Different developmental trajectories also are evident in patterns of suicidal behavior over time among youths. Some youth attempt suicide only once and never think seriously about suicide again. Other youth appear to be more chronically suicidal with persistent morbid ideation and repeated suicide attempts. By definition, youth with different histories of suicidal thoughts and behaviors have different developmental trajectories, and by implication, they likely also have many differences in clinical presentation and history (Esposito et al., 2003; Goldston et al., 1998; Mandell et al., 2006). Other than the Wood et al. (2001) study for youth with repeat self-harm behavior, most interventions have not been tailored for youth with different histories of suicidal behaviors. Different interventions may be needed for youth at greater risk for recurrent suicidal behavior than for youth whose suicidal behavior did not occur in the context of multiple and persistent risk factors.

Conner and Goldston (2007) have suggested that some youth may evidence traits such as impulsivity and aggression that put them at higher risk for developmental failures such as difficulties in interpersonal relationships, school problems, and legal difficulties. Such developmental failures may have a cascading effect wherein they set the stage for subsequent difficulties, increase the likelihood of distal risk factors for suicide such as depression and substance use, or even serve as proximal risk factors or triggers for suicidal behavior. To reduce the likelihood of suicidal behavior, interventions that target the pattern of difficulties that have emerged over time, and/or try to reduce the likelihood of developmental failures may be useful in reducing recurrent suicidal behavior. In this regard, multisystemic family therapy is an intervention that explicitly focuses on multiple areas of difficulties and the contexts vrithin which behavioral and emotional problems, including suicidal behavior occur (Huey et al., 2004).

Furthermore, most clinicians would readily admit that working with a suicidal 13-year-old is usually a considerably different task than working with a suicidal 19-year-old. However, most interventions have not explicitly acknowledged developmental differences or different levels of maturity, or the different developmental milestones faced by youth at different ages. As such, it is not clear if interventions developed to prevent or deter suicidal behavior among adolescents are always appropriate for use across the entire age span of adolescence.

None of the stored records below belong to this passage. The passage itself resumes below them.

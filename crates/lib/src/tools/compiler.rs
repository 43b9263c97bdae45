//! A gcc/clang style C and C++ compiler.
//!
//! Every build step goes through [`ScriptTool::run`], with the full command
//! line as its build argument, so changing a flag rebuilds exactly the steps
//! whose command changed. Object files are compiled with `-MD`; the headers
//! the compiler reports are recorded as discovered inputs, so editing a
//! header rebuilds the objects that include it.

use std::fs;
use std::path::Path;
use std::process::Command;

use anyhow::Context;
use serde_json::json;
use tracing::info;

use super::filesys::first_target;
use super::process::check_output;
use super::types::CompilerError;
use crate::configuration::Configuration;
use crate::path::{base_name_without_extension, extension, force_extension, force_prefix_suffix, join};
use crate::platform::os::Os;
use crate::script::{Script, ScriptError, ScriptTool};
use crate::target::{FileTarget, Source, get_paths_and_tasks};
use crate::tool::{AsTool, CloneTool, MemoKey, Tool, ToolError, Value};
use crate::util::OneOrMany;

/// Source language of a translation unit.
#[derive(Debug, Clone, Copy, PartialEq, Eq, Hash)]
pub enum Language {
  C,
  Cpp,
}

impl Language {
  /// The name the compiler's `-x` option takes.
  pub fn as_str(&self) -> &'static str {
    match self {
      Language::C => "c",
      Language::Cpp => "c++",
    }
  }

  pub fn from_name(name: &str) -> Option<Self> {
    match name {
      "c" => Some(Language::C),
      "c++" | "cpp" => Some(Language::Cpp),
      _ => None,
    }
  }

  /// Guess from a source file's extension.
  pub fn from_source(path: &str) -> Option<Self> {
    match extension(path) {
      ".c" => Some(Language::C),
      ".cpp" | ".cc" | ".cxx" | ".c++" | ".C" => Some(Language::Cpp),
      _ => None,
    }
  }
}

/// Compiles, archives and links with a gcc/clang style toolchain.
///
/// Attributes:
/// - `cc` (string, default `cc`): compiler driver, also used to link.
/// - `ar` (string, default `ar`): archiver for static libraries.
/// - `language` (none, `c` or `c++`): overrides the guess from extensions.
/// - `optimisation` (`none`, `partial` or `full`).
/// - `debug_symbols`, `warnings_as_errors`, `position_independent` (bool).
/// - `warning_level` (none or 0-2): `-w`, `-Wall`, `-Wall -Wextra`.
/// - `defines`, `include_paths`, `forced_includes` (lists).
/// - `c_flags`, `cpp_flags` (lists): extra flags per language.
/// - `link_flags`, `library_paths`, `libraries` (lists): link inputs.
///   A library containing a path separator is passed as a file, others
///   become `-l` options.
/// - `object_suffix`, `library_prefix`, `library_suffix`, `module_prefix`,
///   `module_suffix`, `program_suffix` (strings): output naming, with host
///   defaults.
pub struct CompilerTool {
  tool: Tool,
  configuration: Configuration,
}

impl CompilerTool {
  pub fn new(configuration: Configuration) -> Self {
    let os = Os::current();
    let module_suffix = match os {
      Os::Windows => ".dll",
      Os::MacOs => ".dylib",
      _ => ".so",
    };
    let tool = Tool::build(|c| {
      c.declare("cc", "cc");
      c.declare("ar", "ar");
      c.declare("language", Value::None);
      c.declare("optimisation", "none");
      c.declare("debug_symbols", false);
      c.declare("warning_level", Value::None);
      c.declare("warnings_as_errors", false);
      c.declare("position_independent", false);
      for list in [
        "defines",
        "include_paths",
        "forced_includes",
        "c_flags",
        "cpp_flags",
        "link_flags",
        "library_paths",
        "libraries",
      ] {
        c.declare(list, Value::List(Vec::new()));
      }
      c.declare("object_suffix", ".o");
      c.declare("library_prefix", "lib");
      c.declare("library_suffix", ".a");
      c.declare("module_prefix", if os == Os::Windows { "" } else { "lib" });
      c.declare("module_suffix", module_suffix);
      c.declare("program_suffix", os.exe_suffix());
    });
    CompilerTool { tool, configuration }
  }

  /// Append `value` to the list attribute `name`.
  pub fn push(&mut self, name: &str, value: &str) -> Result<(), ScriptError> {
    let pushed = self.tool.update(name, |list| {
      list.as_list_mut().map(|items| items.push(Value::from(value))).is_some()
    })?;
    if !pushed {
      return Err(ToolError::WrongType {
        name: name.to_string(),
        expected: "list",
        found: self.tool.attr(name)?.kind(),
      }
      .into());
    }
    Ok(())
  }

  /// The language `source` is compiled as.
  pub fn language_for(&self, source: &str) -> Result<Language, ScriptError> {
    let language = match self.tool.attr("language")? {
      Value::None => Language::from_source(source),
      Value::Str(name) => Some(Language::from_name(name).ok_or_else(|| invalid("language", name))?),
      other => return Err(invalid("language", &other.to_string()).into()),
    };
    language.ok_or_else(|| CompilerError::UnknownLanguage(source.to_string()).into())
  }

  /// Compiler invocation up to, but not including, the per-object options.
  pub fn compile_args(&self, language: Language) -> Result<Vec<String>, ScriptError> {
    self
      .tool
      .try_memoise(MemoKey::new("compile_args").arg(language.as_str()), || {
        let tool = &self.tool;
        let mut args = vec![
          tool.str_attr("cc")?.to_string(),
          "-c".to_string(),
          "-x".to_string(),
          language.as_str().to_string(),
        ];
        args.extend(optimisation_flags(tool.str_attr("optimisation")?)?);
        if tool.bool_attr("debug_symbols")? {
          args.push("-g".to_string());
        }
        args.extend(warning_flags(tool.attr("warning_level")?)?);
        if tool.bool_attr("warnings_as_errors")? {
          args.push("-Werror".to_string());
        }
        if tool.bool_attr("position_independent")? {
          args.push("-fPIC".to_string());
        }
        args.extend(strings(tool, "defines")?.into_iter().map(|d| format!("-D{}", d)));
        args.extend(strings(tool, "include_paths")?.into_iter().map(|p| format!("-I{}", p)));
        for header in strings(tool, "forced_includes")? {
          args.push("-include".to_string());
          args.push(header);
        }
        args.extend(strings(
          tool,
          match language {
            Language::C => "c_flags",
            Language::Cpp => "cpp_flags",
          },
        )?);
        Ok(args)
      })
  }

  /// Archiver invocation for a static library, before the output path.
  pub fn library_args(&self) -> Result<Vec<String>, ScriptError> {
    self.tool.try_memoise(MemoKey::new("library_args"), || {
      Ok(vec![self.tool.str_attr("ar")?.to_string(), "rcs".to_string()])
    })
  }

  /// Link invocation before the output and input paths. `shared` links a
  /// loadable module instead of a program.
  pub fn link_args(&self, shared: bool) -> Result<Vec<String>, ScriptError> {
    self.tool.try_memoise(MemoKey::new("link_args").arg(shared), || {
      let tool = &self.tool;
      let mut args = vec![tool.str_attr("cc")?.to_string()];
      if shared {
        args.push("-shared".to_string());
      }
      if tool.str_attr("optimisation")? == "full" {
        args.push("-flto".to_string());
      }
      if tool.bool_attr("debug_symbols")? {
        args.push("-g".to_string());
      }
      args.extend(strings(tool, "link_flags")?);
      args.extend(strings(tool, "library_paths")?.into_iter().map(|p| format!("-L{}", p)));
      Ok(args)
    })
  }

  /// Library options placed after the linked objects.
  fn library_inputs(&self) -> Result<Vec<String>, ScriptError> {
    Ok(
      strings(&self.tool, "libraries")?
        .into_iter()
        .map(|lib| if lib.contains(['/', '\\']) { lib } else { format!("-l{}", lib) })
        .collect(),
    )
  }

  /// Compile `source` into the object file `target`. The object suffix is
  /// added when missing.
  pub fn object(&self, cx: &Script, target: &str, source: impl Into<Source>) -> Result<FileTarget, ScriptError> {
    let source = source.into();
    let language = self.language_for(source.path())?;
    let target = force_extension(target, self.tool.str_attr("object_suffix")?);
    let depfile = format!("{}.d", target);

    let mut command = self.compile_args(language)?;
    command.extend([
      "-MD".to_string(),
      "-MF".to_string(),
      depfile.clone(),
      "-o".to_string(),
      target.clone(),
      source.path().to_string(),
    ]);

    let cwd = self.configuration.base_dir().to_path_buf();
    let args = json!({ "action": "compile", "command": command });
    let output = cwd.join(&target);
    let func = move || -> anyhow::Result<Vec<String>> {
      spawn(&command, &cwd, &output)?;
      let depfile = cwd.join(&depfile);
      let text = fs::read_to_string(&depfile).with_context(|| format!("failed to read {}", depfile.display()))?;
      Ok(parse_depfile(&text))
    };

    let built = ScriptTool::new(self.configuration.clone()).run_scanned(
      cx,
      func,
      args,
      Some(vec![target.clone()]),
      std::slice::from_ref(&source),
    )?;
    Ok(first_target(built.into_targets(), &target))
  }

  /// Compile each of `sources` into `object_dir`, naming each object after
  /// its source.
  pub fn objects(&self, cx: &Script, object_dir: &str, sources: &[Source]) -> Result<Vec<FileTarget>, ScriptError> {
    let suffix = self.tool.str_attr("object_suffix")?.to_string();
    sources
      .iter()
      .map(|source| {
        let name = format!("{}{}", base_name_without_extension(source.path()), suffix);
        let target = join([OneOrMany::One(object_dir.to_string()), OneOrMany::One(name)])
          .into_vec()
          .pop()
          .unwrap_or_default();
        self.object(cx, &target, source.clone())
      })
      .collect()
  }

  /// Archive `sources` into a static library. The library prefix and suffix
  /// are added unless `target` already has the suffix.
  pub fn library(&self, cx: &Script, target: &str, sources: &[Source]) -> Result<FileTarget, ScriptError> {
    let target = force_prefix_suffix(
      target,
      self.tool.str_attr("library_prefix")?,
      self.tool.str_attr("library_suffix")?,
    );
    let (inputs, _) = get_paths_and_tasks(sources);
    let mut command = self.library_args()?;
    command.push(target.clone());
    command.extend(inputs);
    self.step(cx, "archive", command, &target, sources)
  }

  /// Link `sources` into an executable. The program suffix is added when
  /// missing.
  pub fn program(&self, cx: &Script, target: &str, sources: &[Source]) -> Result<FileTarget, ScriptError> {
    let target = force_extension(target, self.tool.str_attr("program_suffix")?);
    let command = self.link_command(false, &target, sources)?;
    self.step(cx, "link", command, &target, sources)
  }

  /// Link `sources` into a loadable module (a shared library).
  pub fn module(&self, cx: &Script, target: &str, sources: &[Source]) -> Result<FileTarget, ScriptError> {
    let target = force_prefix_suffix(
      target,
      self.tool.str_attr("module_prefix")?,
      self.tool.str_attr("module_suffix")?,
    );
    let command = self.link_command(true, &target, sources)?;
    self.step(cx, "link_module", command, &target, sources)
  }

  fn link_command(&self, shared: bool, target: &str, sources: &[Source]) -> Result<Vec<String>, ScriptError> {
    let (inputs, _) = get_paths_and_tasks(sources);
    let mut command = self.link_args(shared)?;
    command.push("-o".to_string());
    command.push(target.to_string());
    command.extend(inputs);
    command.extend(self.library_inputs()?);
    Ok(command)
  }

  /// Run `command` to produce `target` once `sources` are built.
  fn step(
    &self,
    cx: &Script,
    action: &'static str,
    command: Vec<String>,
    target: &str,
    sources: &[Source],
  ) -> Result<FileTarget, ScriptError> {
    let args = json!({ "action": action, "command": command });
    let cwd = self.configuration.base_dir().to_path_buf();
    let output = cwd.join(target);
    let func = move || -> anyhow::Result<()> {
      // ar adds to an existing archive rather than replacing it
      if action == "archive" && output.exists() {
        fs::remove_file(&output).with_context(|| format!("failed to remove {}", output.display()))?;
      }
      spawn(&command, &cwd, &output)
    };
    let built =
      ScriptTool::new(self.configuration.clone()).run(cx, func, args, Some(vec![target.to_string()]), sources)?;
    Ok(first_target(built.into_targets(), target))
  }
}

/// Parse the make rule a compiler writes with `-MD`, returning the
/// prerequisites. Escaped spaces are kept inside names.
pub fn parse_depfile(text: &str) -> Vec<String> {
  let joined = text.replace("\\\r\n", " ").replace("\\\n", " ");
  let mut deps = Vec::new();
  for rule in joined.lines() {
    let Some(colon) = rule.find(": ").or_else(|| rule.strip_suffix(':').map(str::len)) else {
      continue;
    };
    let mut current = String::new();
    let mut chars = rule[colon + 1..].chars().peekable();
    while let Some(c) = chars.next() {
      match c {
        '\\' if chars.peek() == Some(&' ') => {
          current.push(' ');
          chars.next();
        }
        c if c.is_whitespace() => {
          if !current.is_empty() {
            deps.push(std::mem::take(&mut current));
          }
        }
        c => current.push(c),
      }
    }
    if !current.is_empty() {
      deps.push(current);
    }
  }
  deps
}

fn spawn(command: &[String], cwd: &Path, output: &Path) -> anyhow::Result<()> {
  let Some((program, args)) = command.split_first() else {
    anyhow::bail!("empty command for {}", output.display());
  };
  if let Some(parent) = output.parent() {
    fs::create_dir_all(parent).with_context(|| format!("failed to create {}", parent.display()))?;
  }
  info!(output = %output.display(), "{}", command.join(" "));
  let mut process = Command::new(program);
  process.args(args).current_dir(cwd);
  check_output(&mut process, &command.join(" "))
}

fn strings(tool: &Tool, name: &str) -> Result<Vec<String>, ToolError> {
  Ok(tool.list_attr(name)?.iter().map(Value::to_string).collect())
}

fn invalid(name: &str, value: &str) -> CompilerError {
  CompilerError::InvalidSetting {
    name: name.to_string(),
    value: value.to_string(),
  }
}

fn optimisation_flags(level: &str) -> Result<Vec<String>, CompilerError> {
  let flags: &[&str] = match level {
    "none" => &["-O0"],
    "partial" => &["-O2"],
    "full" => &["-O3", "-flto"],
    other => return Err(invalid("optimisation", other)),
  };
  Ok(flags.iter().map(|f| f.to_string()).collect())
}

fn warning_flags(level: &Value) -> Result<Vec<String>, CompilerError> {
  let flags: &[&str] = match level {
    Value::None => &[],
    Value::Int(0) => &["-w"],
    Value::Int(1) => &["-Wall"],
    Value::Int(2) => &["-Wall", "-Wextra"],
    other => return Err(invalid("warning_level", &other.to_string())),
  };
  Ok(flags.iter().map(|f| f.to_string()).collect())
}

impl AsTool for CompilerTool {
  fn tool(&self) -> &Tool {
    &self.tool
  }

  fn tool_mut(&mut self) -> &mut Tool {
    &mut self.tool
  }
}

impl CloneTool for CompilerTool {
  fn construct_default(&self) -> Self {
    CompilerTool::new(self.configuration.clone())
  }
}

Relapse Prevention in a Developmental Context

The goals of interventions for suicidal adolescents can be broadly conceived of as reducing current distress (or resolving a current crisis) and preventing episodes of future suicidal behaviors. To the extent that interventions focus on reducing future suicidal behaviors, they are in essence relapse prevention interventions (Esposito-Smythers & Goldston, 2008). For example, the YST intervention (King et al., 2006) is designed to prevent a recurrence of suicidality after hospitalization via the provision of support and encouragement of adherence to treatment. Nonetheless, it is striking that no interventions for suicidal adolescents have been explicitly framed in the language of established relapse prevention approaches for other problems such as alcohol and substance abuse (e.g., Witkiewitz & Marlatt, 2004).

Developmentally, an implication of a relapse prevention approach is that experience with a specific behavior and the outcomes of the behavior need to be taken into account when planning for the future. For example, in therapy, it often is useful for adolescents to focus on identifying triggers of suicidal thoughts or behavior so they can plan how they will cope more effectively with such situations in the future. The treatments that included a focus on problem-solving skills (Donaldson et al., 2005; Harrington et al, 1998; Katz et al., 2004; Radius & Miller, 2002; Wood et al, 2001) may facilitate the ability to identify high-risk situations and consideration of behavioral alternatives to suicidal behaviors when youth are faced with difficult or upsetting situations.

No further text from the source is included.